1. The problem statement, all variables and given/known data

If we consider the hydrogen atom as a spinless particle. Let this system in the state
[itex] \Psi ( \vec{r} )= \frac{1}{6} [4 \Psi_{100} ( \vec{r} )+ 3 \Psi_{211}- \Psi_{210} ( \vec{r} ) + \sqrt{10}\Psi_{21-1} ( \vec{r} )] [/itex]


1) Expectation value of energy when measured from this state.
2) Expectation value of z-component orbital angular momentum
3) Expectation value of x-component orbital angular momentum

2. Relevant equations

[itex]\langle \vec{r} | nlm \rangle =\Psi_{nlm} ( \vec{r} ) = R_{nl} (r) Y_{lm} (\Omega) [/itex]

[itex]E_n = -\frac { \alpha^2}{2 n^2} \mu c^2 [/itex]

3. The attempt at a solution

1) For the expectation value for the energy , [itex] \langle H \rangle = \langle \Psi ( \vec{r} ) | H | \Psi ( \vec{r} ) \rangle = \frac {1}{36} [ 16 \langle \Psi_{100} | H | \Psi_{100} \rangle + 9 \langle \Psi_{211} | H | \Psi_{211} \rangle + \langle \Psi_{210} | H | \Psi_{210} \rangle + 10 \langle \Psi_{21-1} | H | \Psi_{21-1} \rangle ] =?? [/itex]

In this point I should be able to put the eigen-energy [itex]E_n = -\frac { \alpha^2}{2 n^2} \mu c^2 [/itex] but I don't know how I can do that.

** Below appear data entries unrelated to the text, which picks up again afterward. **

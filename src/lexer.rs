use std::fmt;
use std::iter::Peekable;

/// A classified unit of lexical input. Every input character lexes to
/// something; characters outside the known categories come back as
/// [`Token::Char`] carrying the raw code point.
#[derive(Debug, PartialEq, Clone)]
pub enum Token {
    Eof,
    Def,
    Extern,
    Ident(String),
    Number(f64),
    Char(char),
}

impl fmt::Display for Token {
    fn fmt(&self, f: &mut fmt::Formatter<'_>) -> fmt::Result {
        match self {
            Token::Eof => write!(f, "end of input"),
            Token::Def => write!(f, "'def'"),
            Token::Extern => write!(f, "'extern'"),
            Token::Ident(name) => write!(f, "identifier '{}'", name),
            Token::Number(val) => write!(f, "number {}", val),
            Token::Char(c) => write!(f, "'{}'", c),
        }
    }
}

/// Streaming scanner over a character source.
///
/// Characters are pulled on demand; the only state carried between
/// [`Lexer::next_token`] calls is the cursor and one peeked character of
/// lookahead. The source can be anything yielding `char`s - a string's
/// `chars()`, a file reader adapter, a terminal.
pub struct Lexer<I: Iterator<Item = char>> {
    chars: Peekable<I>,
}

impl<I: Iterator<Item = char>> Lexer<I> {
    pub fn new(source: I) -> Self {
        Lexer {
            chars: source.peekable(),
        }
    }

    /// Scan and return the next token, advancing the cursor past it.
    /// Scanning never fails; see [`Token`].
    pub fn next_token(&mut self) -> Token {
        while matches!(self.chars.peek(), Some(c) if c.is_whitespace()) {
            self.chars.next();
        }

        let c = match self.chars.peek() {
            Some(&c) => c,
            None => return Token::Eof,
        };

        if c.is_alphabetic() {
            return self.scan_identifier();
        }
        if c.is_ascii_digit() || c == '.' {
            return self.scan_number();
        }
        if c == '#' {
            // comment runs to end of line
            while let Some(c) = self.chars.next() {
                if c == '\n' || c == '\r' {
                    break;
                }
            }
            return self.next_token();
        }

        self.chars.next();
        Token::Char(c)
    }

    /// Drain the source into a token list ending with [`Token::Eof`].
    pub fn tokens(mut self) -> Vec<Token> {
        let mut toks = Vec::new();
        loop {
            let tok = self.next_token();
            let done = tok == Token::Eof;
            toks.push(tok);
            if done {
                return toks;
            }
        }
    }

    // identifier: [alphabetic][alphanumeric]*
    fn scan_identifier(&mut self) -> Token {
        let mut ident = String::new();
        while let Some(&c) = self.chars.peek() {
            if !c.is_alphanumeric() {
                break;
            }
            ident.push(c);
            self.chars.next();
        }
        match ident.as_str() {
            "def" => Token::Def,
            "extern" => Token::Extern,
            _ => Token::Ident(ident),
        }
    }

    // number: [0-9.]+ - deliberately lenient, see `lenient_f64`
    fn scan_number(&mut self) -> Token {
        let mut text = String::new();
        while let Some(&c) = self.chars.peek() {
            if !c.is_ascii_digit() && c != '.' {
                break;
            }
            text.push(c);
            self.chars.next();
        }
        Token::Number(lenient_f64(&text))
    }
}

/// strtod-style conversion for the scanner's greedy digits-and-dots rule:
/// the longest leading prefix that parses as an `f64` wins (`"1.2.3"` is
/// 1.2), and text with no parseable prefix (a lone `"."`) is 0.0.
fn lenient_f64(text: &str) -> f64 {
    // text is ASCII digits and dots, so byte slicing is char-safe
    for end in (1..=text.len()).rev() {
        if let Ok(val) = text[..end].parse() {
            return val;
        }
    }
    0.0
}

I did the same as before..

[itex] \langle L_z \rangle = \langle \Psi ( \vec{r} ) | L_z | \Psi ( \vec{r} ) \rangle = \frac {1}{36} [ 16 \langle \Psi_{100} | L_z | \Psi_{100} \rangle + 9 \langle \Psi_{211} | L_z | \Psi_{211} \rangle + \langle \Psi_{210} | L_z | \Psi_{210} \rangle + 10 \langle \Psi_{21-1} | L_z | \Psi_{21-1} \rangle ] [/itex] but I have no idea what's the next step-

3) the same problem as before.

Do you know what I'm doing wrong?

Thanks in advance!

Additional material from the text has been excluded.